EXTRACTED RECORDS:
//! The btpash sealing function.
//!
//! Verification needs only a small per-epoch cache derived from a rotating
//! seed: the seed advances by one keccak256 per epoch, the cache is a
//! keccak256 chain seeded from it, and the mix digest folds cache lookups
//! into the header's seal hash. The final digest must fall below
//! `2^256 / difficulty`.

use rbtp_primitives::{keccak256, B256, U256};

/// Number of blocks sharing one dataset seed.
pub const EPOCH_LENGTH: u64 = 30_000;

/// Number of 32-byte items in the per-epoch cache.
const CACHE_ITEMS: usize = 1024;

/// Number of cache folds per seal attempt.
const MIX_ROUNDS: usize = 32;

/// The seed of the given epoch: `epoch` keccak256 iterations over zero.
pub fn seed_hash(epoch: u64) -> B256 {
    let mut seed = B256::ZERO;
    for _ in 0..epoch {
        seed = keccak256(seed);
    }
    seed
}

/// The epoch a block number falls into.
pub const fn epoch(number: u64) -> u64 {
    number / EPOCH_LENGTH
}

/// The verification cache of one epoch.
#[derive(Debug, Clone)]
pub struct Cache {
    epoch: u64,
    items: Vec<B256>,
}

impl Cache {
    /// Generates the cache for `epoch`.
    pub fn new(epoch: u64) -> Self {
        let mut items = Vec::with_capacity(CACHE_ITEMS);
        let mut item = keccak256(seed_hash(epoch));
        for _ in 0..CACHE_ITEMS {
            items.push(item);
            item = keccak256(item);
        }
        Self { epoch, items }
    }

    /// The epoch this cache belongs to.
    pub const fn epoch(&self) -> u64 {
        self.epoch
    }

    /// Runs the sealing function over `seal_hash` and `nonce`, returning the
    /// mix digest and the final result digest.
    pub fn hashimoto(&self, seal_hash: B256, nonce: u64) -> (B256, B256) {
        let mut mix = {
            let mut buf = [0u8; 40];
            buf[..32].copy_from_slice(seal_hash.as_slice());
            buf[32..].copy_from_slice(&nonce.to_le_bytes());
            keccak256(buf)
        };

        for _ in 0..MIX_ROUNDS {
            let index =
                u32::from_le_bytes(mix[..4].try_into().expect("4 bytes")) as usize % CACHE_ITEMS;
            let mut folded = [0u8; 32];
            for (out, (a, b)) in
                folded.iter_mut().zip(mix.iter().zip(self.items[index].iter()))
            {
                *out = a ^ b;
            }
            mix = keccak256(folded);
        }

        let mut buf = [0u8; 72];
        buf[..32].copy_from_slice(seal_hash.as_slice());
        buf[32..40].copy_from_slice(&nonce.to_le_bytes());
        buf[40..].copy_from_slice(mix.as_slice());
        (mix, keccak256(buf))
    }
}

/// The boundary a result digest must not exceed: `2^256 / difficulty`.
pub fn target(difficulty: U256) -> U256 {
    if difficulty.is_zero() {
        return U256::MAX
    }
    U256::MAX / difficulty
}

/// Whether `result` satisfies `difficulty`.
pub fn meets_target(result: B256, difficulty: U256) -> bool {
    U256::from_be_bytes(result.0) <= target(difficulty)
}

#[cfg(test)]
mod tests {
    use super::*;

    #[test]
    fn seed_rotates_per_epoch() {
        assert_eq!(seed_hash(0), B256::ZERO);
        assert_ne!(seed_hash(1), seed_hash(2));
        assert_eq!(epoch(0), 0);
        assert_eq!(epoch(EPOCH_LENGTH - 1), 0);
        assert_eq!(epoch(EPOCH_LENGTH), 1);
    }

    #[test]
    fn hashimoto_is_deterministic_per_epoch() {
        let cache = Cache::new(0);
        let seal_hash = B256::repeat_byte(0x11);
        let (mix_a, result_a) = cache.hashimoto(seal_hash, 42);
        let (mix_b, result_b) = cache.hashimoto(seal_hash, 42);
        assert_eq!((mix_a, result_a), (mix_b, result_b));

        // a different nonce moves both digests
        let (mix_c, result_c) = cache.hashimoto(seal_hash, 43);
        assert_ne!(mix_a, mix_c);
        assert_ne!(result_a, result_c);

        // a different epoch moves the result for the same input
        let other = Cache::new(1);
        assert_ne!(other.hashimoto(seal_hash, 42).1, result_a);
    }

    #[test]
    fn target_scales_inversely_with_difficulty() {
        assert!(target(U256::from(2)) < target(U256::from(1)));
        // difficulty one accepts everything
        assert!(meets_target(B256::repeat_byte(0xff), U256::from(1)));
    }
}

DESCRIPTION OF THE TASK: Your task is to transcribe, with no changes, only the lines of the listing above that lie between the line holding "let mut buf = [0u8; 40];" and the line holding "moves both digests", inclusive.

SOLUTION:
            let mut buf = [0u8; 40];
            buf[..32].copy_from_slice(seal_hash.as_slice());
            buf[32..].copy_from_slice(&nonce.to_le_bytes());
            keccak256(buf)
        };

        for _ in 0..MIX_ROUNDS {
            let index =
                u32::from_le_bytes(mix[..4].try_into().expect("4 bytes")) as usize % CACHE_ITEMS;
            let mut folded = [0u8; 32];
            for (out, (a, b)) in
                folded.iter_mut().zip(mix.iter().zip(self.items[index].iter()))
            {
                *out = a ^ b;
            }
            mix = keccak256(folded);
        }

        let mut buf = [0u8; 72];
        buf[..32].copy_from_slice(seal_hash.as_slice());
        buf[32..40].copy_from_slice(&nonce.to_le_bytes());
        buf[40..].copy_from_slice(mix.as_slice());
        (mix, keccak256(buf))
    }
}

/// The boundary a result digest must not exceed: `2^256 / difficulty`.
pub fn target(difficulty: U256) -> U256 {
    if difficulty.is_zero() {
        return U256::MAX
    }
    U256::MAX / difficulty
}

/// Whether `result` satisfies `difficulty`.
pub fn meets_target(result: B256, difficulty: U256) -> bool {
    U256::from_be_bytes(result.0) <= target(difficulty)
}

#[cfg(test)]
mod tests {
    use super::*;

    #[test]
    fn seed_rotates_per_epoch() {
        assert_eq!(seed_hash(0), B256::ZERO);
        assert_ne!(seed_hash(1), seed_hash(2));
        assert_eq!(epoch(0), 0);
        assert_eq!(epoch(EPOCH_LENGTH - 1), 0);
        assert_eq!(epoch(EPOCH_LENGTH), 1);
    }

    #[test]
    fn hashimoto_is_deterministic_per_epoch() {
        let cache = Cache::new(0);
        let seal_hash = B256::repeat_byte(0x11);
        let (mix_a, result_a) = cache.hashimoto(seal_hash, 42);
        let (mix_b, result_b) = cache.hashimoto(seal_hash, 42);
        assert_eq!((mix_a, result_a), (mix_b, result_b));

        // a different nonce moves both digests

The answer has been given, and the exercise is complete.